By EDDIE TRIZZINO
Times West Virginian
MORGANTOWN, W.Va. — Derrick Barr stumbles through a room, trying to sort silverware and fold laundry, but his hands don’t seem to be doing what he wants.
He walks to the other end of the room, but his feet feel heavy and his ears are ringing.
He is experiencing the effects of dementia, but he is nowhere near the age most people are diagnosed.
“November is Alzheimer’s Awareness Month, and we wanted to bring awareness to the community and to caregivers the challenges that patients with Alzheimer’s and dementia face on a daily basis,” Charlotte Green, a nurse for Right at Home Care and Assistance, which administered the simulation, said.
“We’re trying to expose them to the challenges that these people face on a daily basis.”
Though the staff at the home is exposed to this kind of disease daily, they have never lived it. The simulation provided a walk in dementia patients’ shoes by literally placing special soles in the test subjects’ shoes, while also cutting off some other senses.
Test subjects were equipped with the special soles with rubber spikes to throw off balance, glasses which blocked peripheral vision, large gloves with linked fingers and headphones that played a steady stream of background noise.
The subject then had to listen to a nurse and perform some tasks like setting a clock, choosing change and signing a piece of paper.
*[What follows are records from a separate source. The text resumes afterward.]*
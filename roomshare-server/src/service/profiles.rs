//! Roommate profile management

use roomshare_core::{RoommateProfile, RoommateProfileDraft, UserId};

use crate::error::MarketError;
use crate::store::MarketStore;

pub struct ProfileService<'a, M: MarketStore> {
    store: &'a M,
}

impl<'a, M: MarketStore> ProfileService<'a, M> {
    pub fn new(store: &'a M) -> Self {
        Self { store }
    }

    /// Create or replace the actor's roommate profile
    pub fn upsert_profile(
        &self,
        actor: UserId,
        draft: RoommateProfileDraft,
    ) -> Result<RoommateProfile, MarketError> {
        if self.store.get_user(actor)?.is_none() {
            return Err(MarketError::NotFound("User"));
        }
        let profile = draft.into_profile()?;
        self.store
            .set_roommate_profile(actor, Some(profile.clone()))?;

        tracing::info!(user_id = %actor, active = profile.is_active, "Roommate profile saved");

        Ok(profile)
    }

    pub fn get_profile(&self, actor: UserId) -> Result<RoommateProfile, MarketError> {
        self.store
            .get_user(actor)?
            .and_then(|user| user.roommate_profile)
            .ok_or(MarketError::NotFound("Roommate profile"))
    }

    /// Show or hide the profile in roommate search
    pub fn set_active(&self, actor: UserId, active: bool) -> Result<RoommateProfile, MarketError> {
        let mut profile = self.get_profile(actor)?;
        profile.is_active = active;
        self.store
            .set_roommate_profile(actor, Some(profile.clone()))?;

        tracing::info!(user_id = %actor, active, "Roommate profile visibility changed");

        Ok(profile)
    }
}
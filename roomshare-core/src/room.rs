//! Room listing documents

use chrono::{DateTime, Utc};
use serde::{Deserialize, Serialize};

use crate::{Error, Result, RoomId, UserId};

/// Minimum number of images a listing must carry
pub const MIN_ROOM_IMAGES: usize = 3;

#[derive(Debug, Clone, PartialEq, Eq, Serialize, Deserialize)]
#[serde(rename_all = "camelCase")]
pub struct Address {
    pub street: String,
    /// Neighbourhood or locality within the city
    #[serde(default)]
    pub area: String,
    pub city: String,
    pub state: String,
    pub zip_code: String,
}

#[derive(Debug, Clone, Copy, PartialEq, Eq, Serialize, Deserialize)]
#[serde(rename_all = "lowercase")]
pub enum PropertyType {
    Apartment,
    House,
    Villa,
    Pg,
    Studio,
}

#[derive(Debug, Clone, Copy, PartialEq, Eq, Serialize, Deserialize)]
#[serde(rename_all = "kebab-case")]
pub enum Furnishing {
    Furnished,
    SemiFurnished,
    Unfurnished,
}

/// Whether the lister owns the property or sublets it
#[derive(Debug, Clone, Copy, PartialEq, Eq, Serialize, Deserialize)]
pub enum OwnershipType {
    #[serde(rename = "self")]
    SelfOwned,
    #[serde(rename = "tenant")]
    Tenant,
}

/// Contact for the actual property owner when the lister is a tenant
#[derive(Debug, Clone, PartialEq, Eq, Serialize, Deserialize)]
#[serde(rename_all = "camelCase")]
pub struct OwnerDetails {
    pub name: String,
    pub phone: String,
}

#[derive(Debug, Clone, PartialEq, Eq, Serialize, Deserialize)]
#[serde(rename_all = "camelCase")]
pub struct RoomMetadata {
    pub property_type: PropertyType,
    #[serde(default, skip_serializing_if = "Option::is_none")]
    pub furnishing: Option<Furnishing>,
    pub bedrooms: u32,
    pub bathrooms: u32,
    /// Floor area in square feet
    pub area: u32,
    #[serde(default, skip_serializing_if = "Option::is_none")]
    pub landmark: Option<String>,
    pub ownership_type: OwnershipType,
    #[serde(default, skip_serializing_if = "Option::is_none")]
    pub owner_details: Option<OwnerDetails>,
    #[serde(default)]
    pub security_deposit: i64,
}

/// A rentable room document
#[derive(Debug, Clone, PartialEq, Serialize, Deserialize)]
#[serde(rename_all = "camelCase")]
pub struct Room {
    pub id: RoomId,
    pub title: String,
    pub description: String,
    pub address: Address,
    pub price: i64,
    pub amenities: Vec<String>,
    pub images: Vec<String>,
    pub available_beds: u32,
    pub is_vacant: bool,
    #[serde(default)]
    pub current_roommates: Vec<UserId>,
    pub owner: UserId,
    pub metadata: RoomMetadata,
    #[serde(with = "chrono::serde::ts_milliseconds")]
    pub created_at: DateTime<Utc>,
    #[serde(with = "chrono::serde::ts_milliseconds")]
    pub updated_at: DateTime<Utc>,
}

impl Room {
    /// Check the field-level invariants of a listing
    pub fn validate(&self) -> Result<()> {
        if self.title.trim().is_empty() {
            return Err(Error::Validation("title is required".to_string()));
        }
        if self.address.city.trim().is_empty() {
            return Err(Error::Validation("city is required".to_string()));
        }
        if self.price < 0 {
            return Err(Error::Validation("price cannot be negative".to_string()));
        }
        if self.images.len() < MIN_ROOM_IMAGES {
            return Err(Error::Validation(format!(
                "at least {} images are required",
                MIN_ROOM_IMAGES
            )));
        }
        if self.available_beds < 1 {
            return Err(Error::Validation(
                "availableBeds must be at least 1".to_string(),
            ));
        }
        match (self.metadata.ownership_type, &self.metadata.owner_details) {
            (OwnershipType::Tenant, None) => Err(Error::Validation(
                "ownerDetails are required when the lister is a tenant".to_string(),
            )),
            (OwnershipType::SelfOwned, Some(_)) => Err(Error::Validation(
                "ownerDetails only apply when the lister is a tenant".to_string(),
            )),
            _ => Ok(()),
        }
    }

    /// Take the room for `roommate`; false when another tenant holds it
    pub fn occupy(&mut self, roommate: UserId) -> bool {
        let already_in = self.current_roommates.contains(&roommate);
        if !self.is_vacant && !already_in {
            return false;
        }
        self.is_vacant = false;
        if !already_in {
            self.current_roommates.push(roommate);
        }
        self.updated_at = Utc::now();
        true
    }

    pub fn summary(&self) -> RoomSummary {
        RoomSummary {
            id: self.id,
            title: self.title.clone(),
            city: self.address.city.clone(),
            price: self.price,
            image: self.images.first().cloned(),
            is_vacant: self.is_vacant,
        }
    }
}

/// Display fields of a room joined onto requests
#[derive(Debug, Clone, PartialEq, Eq, Serialize, Deserialize)]
#[serde(rename_all = "camelCase")]
pub struct RoomSummary {
    pub id: RoomId,
    pub title: String,
    pub city: String,
    pub price: i64,
    #[serde(skip_serializing_if = "Option::is_none")]
    pub image: Option<String>,
    pub is_vacant: bool,
}

/// Trim, lowercase and de-duplicate amenity tags
pub fn normalize_amenities<I, S>(tags: I) -> Vec<String>
where
    I: IntoIterator<Item = S>,
    S: AsRef<str>,
{
    let mut out: Vec<String> = Vec::new();
    for tag in tags {
        let tag = tag.as_ref().trim().to_lowercase();
        if !tag.is_empty() && !out.contains(&tag) {
            out.push(tag);
        }
    }
    out
}

/// Fields an owner supplies when listing a room
#[derive(Debug, Clone, Deserialize)]
#[serde(rename_all = "camelCase")]
pub struct RoomDraft {
    pub title: String,
    #[serde(default)]
    pub description: String,
    pub address: Address,
    pub price: i64,
    #[serde(default)]
    pub amenities: Vec<String>,
    #[serde(default)]
    pub images: Vec<String>,
    pub available_beds: u32,
    pub metadata: RoomMetadata,
}

impl RoomDraft {
    /// Build a vacant room owned by `owner`
    pub fn into_room(self, owner: UserId) -> Result<Room> {
        let now = Utc::now();
        let room = Room {
            id: RoomId::new(),
            title: self.title.trim().to_string(),
            description: self.description.trim().to_string(),
            address: self.address,
            price: self.price,
            amenities: normalize_amenities(&self.amenities),
            images: self.images,
            available_beds: self.available_beds,
            is_vacant: true,
            current_roommates: Vec::new(),
            owner,
            metadata: self.metadata,
            created_at: now,
            updated_at: now,
        };
        room.validate()?;
        Ok(room)
    }
}

/// Partial update of an existing listing
///
/// Owner, vacancy and roommates are deliberately absent: they only change
/// through request acceptance.
#[derive(Debug, Clone, Default, Deserialize)]
#[serde(rename_all = "camelCase")]
pub struct RoomUpdate {
    pub title: Option<String>,
    pub description: Option<String>,
    pub address: Option<Address>,
    pub price: Option<i64>,
    pub amenities: Option<Vec<String>>,
    pub images: Option<Vec<String>>,
    pub available_beds: Option<u32>,
    pub metadata: Option<RoomMetadata>,
}

impl RoomUpdate {
    /// Apply onto `room` and re-check its invariants
    pub fn apply(self, room: &mut Room) -> Result<()> {
        if let Some(title) = self.title {
            room.title = title.trim().to_string();
        }
        if let Some(description) = self.description {
            room.description = description.trim().to_string();
        }
        if let Some(address) = self.address {
            room.address = address;
        }
        if let Some(price) = self.price {
            room.price = price;
        }
        if let Some(amenities) = self.amenities {
            room.amenities = normalize_amenities(&amenities);
        }
        if let Some(images) = self.images {
            room.images = images;
        }
        if let Some(beds) = self.available_beds {
            room.available_beds = beds;
        }
        if let Some(metadata) = self.metadata {
            room.metadata = metadata;
        }
        room.updated_at = Utc::now();
        room.validate()
    }
}
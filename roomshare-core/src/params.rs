//! Parsing helpers for flat query-string parameters

use crate::{Error, PageRequest, Result};

/// A trimmed, non-empty parameter value
pub(crate) fn non_blank(value: &Option<String>) -> Option<&str> {
    value.as_deref().map(str::trim).filter(|v| !v.is_empty())
}

pub(crate) fn integer(name: &'static str, value: &Option<String>) -> Result<Option<i64>> {
    non_blank(value)
        .map(|v| {
            v.parse::<i64>()
                .map_err(|_| Error::parameter(name, format!("'{}' is not a whole number", v)))
        })
        .transpose()
}

/// Split a comma-separated list, dropping blank items
pub(crate) fn list(value: &Option<String>) -> Vec<&str> {
    non_blank(value)
        .map(|v| {
            v.split(',')
                .map(str::trim)
                .filter(|item| !item.is_empty())
                .collect()
        })
        .unwrap_or_default()
}

pub(crate) fn page(
    page: &Option<String>,
    limit: &Option<String>,
    default_limit: u64,
) -> Result<PageRequest> {
    let page = integer("page", page)?.unwrap_or(1);
    let limit = integer("limit", limit)?.unwrap_or(default_limit as i64);
    Ok(PageRequest::new(
        u64::try_from(page).unwrap_or(1),
        u64::try_from(limit).unwrap_or(default_limit),
    ))
}

#[cfg(test)]
mod tests {
    use super::*;

    fn s(v: &str) -> Option<String> {
        Some(v.to_string())
    }

    #[test]
    fn test_integer_rejects_words() {
        assert_eq!(integer("minPrice", &s(" 500 ")).unwrap(), Some(500));
        assert_eq!(integer("minPrice", &s("  ")).unwrap(), None);
        assert!(integer("minPrice", &s("cheap")).is_err());
    }

    #[test]
    fn test_list_drops_blanks() {
        assert_eq!(list(&s("wifi, ,parking,")), vec!["wifi", "parking"]);
        assert!(list(&None).is_empty());
    }

    #[test]
    fn test_negative_page_falls_back_to_first() {
        let p = page(&s("-2"), &None, 12).unwrap();
        assert_eq!(p.page, 1);
        assert_eq!(p.limit, 12);
    }
}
With the set handicaps, most had a difficult time.
“When you go through it, you get a better understanding of that resident that we’re caring for, and you might have a family member that might have some sort of dementia that can’t see properly or something,” Sherry Newcome, a dementia-care specialist at Sundale Nursing Home, said.
One of the maintenance workers at the home, Kevin Johnson, went through the test, saying each task was difficult and calling the whole experience “interesting.”
He said he saw his grandmother go through this disease, so he has seen it from the outside as well.
Most of the staff at the home has seen some form of the disease, and have seen people in their care express confusion or difficulty in understanding or performing tasks.
Newcome also explained the differences between dementia and normal aging, saying that dementia is a condition that can be reversed, while Alzheimer’s is an extreme dementia condition which cannot.
Conditions that fall under dementia besides Alzheimer’s include Parkinson’s and Lewy Body syndrome, and Newcome also explained that there are seven stages of Alzheimer’s of the brain deteriorating.
Most often, dementia reveals itself in a person as they reach ages past 60 or 70, so many end up in the care of homes like Sundale.
“It’s really eye-opening, and I think sometimes we think we understand what they are going through, but we really don’t,” Green said.